Collected data entries
====================
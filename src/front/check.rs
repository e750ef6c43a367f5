//! The checker.
//!
//! Three jobs in one AST rewrite: name resolution (locals get unique names,
//! enum constants become literals), type checking (every expression gets a
//! type, implicit conversions become explicit casts, arrays and function
//! designators decay into address-of nodes), and label resolution (loops and
//! switches get unique labels, `break`/`continue`/`case`/`default` learn
//! their targets).  It also builds the global symbol table and the type
//! table, and lowers static initializers to byte-accurate cell lists.

use std::fmt::Debug;

use derive_more::derive::Display;

use crate::common::*;
use crate::front::ast::*;
use crate::front::sym::*;
use crate::front::types::{Tag, Type};

#[derive(Display)]
#[display("Check error: {}", self.0)]
pub struct CheckError(String);

impl Debug for CheckError {
    fn fmt(&self, f: &mut std::fmt::Formatter<'_>) -> std::fmt::Result {
        write!(f, "{self}")
    }
}

fn err<T>(loc: Loc, msg: impl std::fmt::Display) -> Result<T, CheckError> {
    Err(CheckError(format!("{msg} at {loc}")))
}

pub fn check_program(program: Program) -> Result<(Program, Tables), CheckError> {
    let mut checker = Checker::default();
    checker.scopes.push(Map::new());
    let mut decls = Vec::new();
    for decl in program.decls {
        match decl {
            Declaration::Fun(f) => decls.push(Declaration::Fun(checker.fun_decl(f)?)),
            Declaration::Var(v) => decls.push(Declaration::Var(checker.file_var(v)?)),
            Declaration::Tag(t) => {
                checker.tag_decl(&t)?;
                decls.push(Declaration::Tag(t));
            }
        }
    }
    Ok((Program { decls }, checker.tables))
}

#[derive(Clone)]
enum ScopeEntry {
    Var { unique: Id, ty: Type },
    EnumConst(i64),
}

struct SwitchCtx {
    label: Id,
    cases: Vec<i64>,
    has_default: bool,
}

#[derive(Default)]
struct Checker {
    tables: Tables,
    scopes: Vec<Map<Id, ScopeEntry>>,
    rename: u32,
    labels: u32,
    ret_ty: Option<Type>,
    fn_name: Option<Id>,
    fn_labels: Map<Id, Id>,
    break_targets: Vec<Id>,
    continue_targets: Vec<Id>,
    switches: Vec<SwitchCtx>,
}
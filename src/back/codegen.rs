//! Lowering from TAC to the assembly IR.
//!
//! Runs per function in three substages: instruction translation (TAC
//! values become literal or pseudo operands, calls become the argument
//! convention), pseudo mapping (statics map to data labels, everything else
//! gets a stack slot), and an in-place rewrite that replaces every pseudo
//! operand with its concrete mapping.  The synthesized `sub sp, sp, frame`
//! prologue gets its size patched in after the mapping.

use crate::back::asm::*;
use crate::back::machine::{Reg, ARG_REGISTERS};
use crate::common::*;
use crate::front::sym::{Symbol, Tables};
use crate::front::types::Type;
use crate::middle::tac;
use crate::middle::tac::{BinOp, UnOp};

pub fn codegen(program: &tac::Program, tables: &Tables) -> Result<Program, Error> {
    let mut items = Vec::new();
    items.push(TopLevel::Section("text"));
    for func in &program.funcs {
        let tac::TopLevel::Func {
            name,
            global,
            params,
            body,
        } = func
        else {
            return Err(Error::new("asm lowering", "static entry in the function list"));
        };
        items.push(lower_function(*name, *global, params, body, tables)?);
    }
    items.push(TopLevel::Section("data"));
    for item in &program.statics {
        match item {
            tac::TopLevel::StaticVar {
                name,
                global,
                ty,
                inits,
            } => items.push(TopLevel::StaticVar {
                name: *name,
                global: *global,
                align: tables.types.align_of(ty),
                inits: inits.clone(),
            }),
            tac::TopLevel::StaticConst { name, ty, inits } => items.push(TopLevel::StaticConst {
                name: *name,
                align: tables.types.align_of(ty),
                inits: inits.clone(),
            }),
            tac::TopLevel::Func { .. } => {
                return Err(Error::new("asm lowering", "function in the static list"))
            }
        }
    }
    Ok(Program { items })
}

fn lower_function(
    name: Id,
    global: bool,
    params: &[Id],
    body: &[tac::Instruction],
    tables: &Tables,
) -> Result<TopLevel, Error> {
    let mut gen = FuncGen {
        tables,
        func: name,
        out: Vec::new(),
    };

    // Incoming arguments: the first eight come in registers, the rest were
    // pushed by the caller and sit above the saved bp/ra pair.
    for (i, param) in params.iter().enumerate() {
        let dst = gen.var_operand(*param)?;
        let src = if i < ARG_REGISTERS.len() {
            Operand::reg(ARG_REGISTERS[i])
        } else {
            let slot = 8 + 4 * (i - ARG_REGISTERS.len()) as i32;
            Operand {
                kind: OpKind::Memory(Reg::Bp, slot),
                ty: AsmType::Word,
            }
        };
        gen.out.push(Instruction::Mov { dst, src });
    }

    for insn in body {
        gen.instruction(insn)?;
    }

    // Map pseudos to concrete operands, then rewrite them in place.
    let mut map = PseudoMap {
        tables,
        func: name,
        map: Map::new(),
        frame: 0,
        locals: Vec::new(),
    };
    let mut code = gen.out;
    for insn in &mut code {
        for op in insn.operands_mut() {
            map.rewrite(op)?;
        }
    }
    debug_assert!(code.iter_mut().all(|i| i.operands_mut().iter().all(|o| !o.is_pseudo())));

    let frame_size = map.frame;
    code.insert(
        0,
        Instruction::Binary {
            op: BinOp::Sub,
            dst: Operand::reg(Reg::Sp),
            src1: Operand::reg(Reg::Sp),
            src2: Operand::lit(frame_size as i32),
        },
    );

    Ok(TopLevel::Func {
        name,
        global,
        body: code,
        frame_size,
        locals: map.locals,
    })
}

struct FuncGen<'a> {
    tables: &'a Tables,
    func: Id,
    out: Vec<Instruction>,
}

impl<'a> FuncGen<'a> {
    fn bug(&self, msg: impl Into<String>) -> Error {
        Error::new("asm lowering", msg).in_func(self.func)
    }

    fn emit(&mut self, insn: Instruction) {
        self.out.push(insn);
    }

    fn symbol(&self, name: Id) -> Result<&Symbol, Error> {
        self.tables
            .symbols
            .expect(name)
            .map_err(|e| Error::new(e.op, e.msg).in_func(self.func))
    }

    /// Plain scalars are accessed as whole slots; statics and aggregates
    /// keep their true width so the right load/store variant is chosen.
    fn var_operand(&self, name: Id) -> Result<Operand, Error> {
        let sym = self.symbol(name)?;
        let ty = if sym.is_static_storage() || sym.ty.is_aggregate() || sym.ty.is_function() {
            AsmType::of(&sym.ty, &self.tables.types)
        } else {
            AsmType::Word
        };
        Ok(Operand::pseudo(name, ty))
    }

    fn operand(&self, v: &tac::Value) -> Result<Operand, Error> {
        match v {
            tac::Value::Const(bits, _) => Ok(Operand::lit(*bits as u32 as i32)),
            tac::Value::Var(name, _) => self.var_operand(*name),
        }
    }

    fn scalar_ty(&self, ty: &Type) -> AsmType {
        AsmType::of(ty, &self.tables.types)
    }

    fn instruction(&mut self, insn: &tac::Instruction) -> Result<(), Error> {
        use tac::Instruction as T;
        match insn {
            T::Return(value) => {
                if let Some(v) = value {
                    let src = self.operand(v)?;
                    self.emit(Instruction::Mov {
                        dst: Operand::reg(Reg::R1),
                        src,
                    });
                }
                self.emit(Instruction::Ret);
                Ok(())
            }
            T::Unary { op, dst, src } => {
                let dst = self.operand(dst)?;
                let src = self.operand(src)?;
                match op {
                    UnOp::UnaryPlus => self.emit(Instruction::Mov { dst, src }),
                    UnOp::Complement | UnOp::Negate => {
                        self.emit(Instruction::Unary { op: *op, dst, src })
                    }
                    UnOp::BoolNot => {
                        return Err(self.bug("boolean not must be lowered before assembly"))
                    }
                }
                Ok(())
            }
            T::Binary {
                op,
                dst,
                src1,
                src2,
            } => {
                let dst = self.operand(dst)?;
                let src1 = self.operand(src1)?;
                let src2 = self.operand(src2)?;
                self.emit(Instruction::Binary {
                    op: *op,
                    dst,
                    src1,
                    src2,
                });
                Ok(())
            }
            T::Cmp { src1, src2 } => {
                let src1 = self.operand(src1)?;
                let src2 = self.operand(src2)?;
                self.emit(Instruction::Cmp { src1, src2 });
                Ok(())
            }
            T::CondJump { cond, target } => {
                self.emit(Instruction::CondJump(*cond, *target));
                Ok(())
            }
            T::Jump { target } => {
                self.emit(Instruction::Jump(*target));
                Ok(())
            }
            T::Label(name) => {
                self.emit(Instruction::Label(*name));
                Ok(())
            }
            T::Copy { dst, src } => {
                let dst = self.operand(dst)?;
                let src = self.operand(src)?;
                self.emit(Instruction::Mov { dst, src });
                Ok(())
            }
            T::Call { name, dst, args } => {
                self.call_sequence(args, dst, CallTarget::Direct(*name))
            }
            T::CallIndirect { fun, dst, args } => {
                let fun = self.operand(fun)?;
                self.call_sequence(args, dst, CallTarget::Register(fun))
            }
            T::GetAddress { dst, src } => {
                let dst = self.operand(dst)?;
                let src = self.operand(src)?;
                self.emit(Instruction::GetAddress { dst, src });
                Ok(())
            }
            T::Load { dst, ptr } => {
                let ty = self.scalar_ty(dst.ty());
                let dst = self.operand(dst)?;
                let ptr = self.operand(ptr)?;
                self.emit(Instruction::Load { ty, dst, ptr });
                Ok(())
            }
            T::Store { ptr, src } => {
                let ty = self.scalar_ty(src.ty());
                let ptr = self.operand(ptr)?;
                let src = self.operand(src)?;
                self.emit(Instruction::Store { ty, ptr, src });
                Ok(())
            }
            T::CopyToOffset { dst, offset, src } => {
                let ty = self.scalar_ty(src.ty());
                let src = self.operand(src)?;
                self.emit(Instruction::Mov {
                    dst: Operand::pseudo_mem(*dst, *offset as i32, ty),
                    src,
                });
                Ok(())
            }
            T::CopyFromOffset { dst, src, offset } => {
                let ty = self.scalar_ty(dst.ty());
                let signed = dst.ty().is_signed();
                let width = ty.width();
                let dst = self.operand(dst)?;
                let src = Operand::pseudo_mem(*src, *offset as i32, ty);
                if signed && width < 4 {
                    // Narrow signed fields sign-extend on the way out.
                    self.emit(Instruction::Extend {
                        bytes: width,
                        dst,
                        src,
                    });
                } else {
                    self.emit(Instruction::Mov { dst, src });
                }
                Ok(())
            }
            T::Trunc { dst, src, bytes } => {
                let dst = self.operand(dst)?;
                let src = self.operand(src)?;
                self.emit(Instruction::Trunc {
                    bytes: *bytes,
                    dst,
                    src,
                });
                Ok(())
            }
            T::Extend {
                dst,
                src,
                src_bytes,
            } => {
                let dst = self.operand(dst)?;
                let src = self.operand(src)?;
                self.emit(Instruction::Extend {
                    bytes: *src_bytes,
                    dst,
                    src,
                });
                Ok(())
            }
            T::Boundary(loc) => {
                self.emit(Instruction::Boundary(*loc));
                Ok(())
            }
        }
    }

    /// The call convention: eight register arguments, the rest pushed
    /// right-to-left, caller releases the pushed slots, result in `r1`.
    fn call_sequence(
        &mut self,
        args: &[tac::Value],
        dst: &Option<tac::Value>,
        target: CallTarget,
    ) -> Result<(), Error> {
        let reg_args = args.len().min(ARG_REGISTERS.len());
        for (i, arg) in args[..reg_args].iter().enumerate() {
            let src = self.operand(arg)?;
            self.emit(Instruction::Mov {
                dst: Operand::reg(ARG_REGISTERS[i]),
                src,
            });
        }
        let stack_args = &args[reg_args..];
        for arg in stack_args.iter().rev() {
            let src = self.operand(arg)?;
            self.emit(Instruction::Push(src));
        }
        match target {
            CallTarget::Direct(name) => self.emit(Instruction::Call(name)),
            CallTarget::Register(fun) => self.emit(Instruction::CallReg(fun)),
        }
        if !stack_args.is_empty() {
            self.emit(Instruction::Binary {
                op: BinOp::Add,
                dst: Operand::reg(Reg::Sp),
                src1: Operand::reg(Reg::Sp),
                src2: Operand::lit(4 * stack_args.len() as i32),
            });
        }
        if let Some(dst) = dst {
            let dst = self.operand(dst)?;
            self.emit(Instruction::Mov {
                dst,
                src: Operand::reg(Reg::R1),
            });
        }
        Ok(())
    }
}

enum CallTarget {
    Direct(Id),
    Register(Operand),
}

/// The pseudo-to-concrete operand mapping of one function.
struct PseudoMap<'a> {
    tables: &'a Tables,
    func: Id,
    map: Map<Id, OpKind>,
    frame: u32,
    locals: Vec<(Id, i32)>,
}

impl<'a> PseudoMap<'a> {
    fn resolve(&mut self, name: Id) -> Result<OpKind, Error> {
        if let Some(kind) = self.map.get(&name) {
            return Ok(kind.clone());
        }
        let sym = self
            .tables
            .symbols
            .expect(name)
            .map_err(|e| Error::new(e.op, e.msg).in_func(self.func))?;
        let kind = if sym.is_static_storage() || sym.ty.is_function() {
            OpKind::Data(name, 0)
        } else {
            // A fresh stack slot: at least 4 bytes, aligned to the slot
            // size.
            let size = self.tables.types.size_of(&sym.ty).max(4);
            let align = self.tables.types.align_of(&sym.ty).max(4);
            self.frame = (self.frame + size).div_ceil(align) * align;
            let offset = -(self.frame as i32);
            self.locals.push((name, offset));
            OpKind::Memory(Reg::Bp, offset)
        };
        self.map.insert(name, kind.clone());
        Ok(kind)
    }

    fn rewrite(&mut self, op: &mut Operand) -> Result<(), Error> {
        match op.kind.clone() {
            OpKind::Pseudo(name) => {
                op.kind = self.resolve(name)?;
                Ok(())
            }
            OpKind::PseudoMem(name, offset) => {
                op.kind = match self.resolve(name)? {
                    OpKind::Memory(reg, base) => OpKind::Memory(reg, base + offset),
                    OpKind::Data(label, base) => OpKind::Data(label, base + offset),
                    other => {
                        return Err(Error::new(
                            "asm lowering",
                            format!("aggregate '{name}' mapped to {other:?}"),
                        )
                        .in_func(self.func))
                    }
                };
                Ok(())
            }
            _ => Ok(()),
        }
    }
}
====================
**What the task requires:** Word for word, restate the lines of the data above that fall between the line holding "pub struct CheckError(String);" and the line holding "fn err<T>(loc: Loc, msg: impl", inclusive, and no other lines.

**Reply to the exercise:**
pub struct CheckError(String);

impl Debug for CheckError {
    fn fmt(&self, f: &mut std::fmt::Formatter<'_>) -> std::fmt::Result {
        write!(f, "{self}")
    }
}

fn err<T>(loc: Loc, msg: impl std::fmt::Display) -> Result<T, CheckError> {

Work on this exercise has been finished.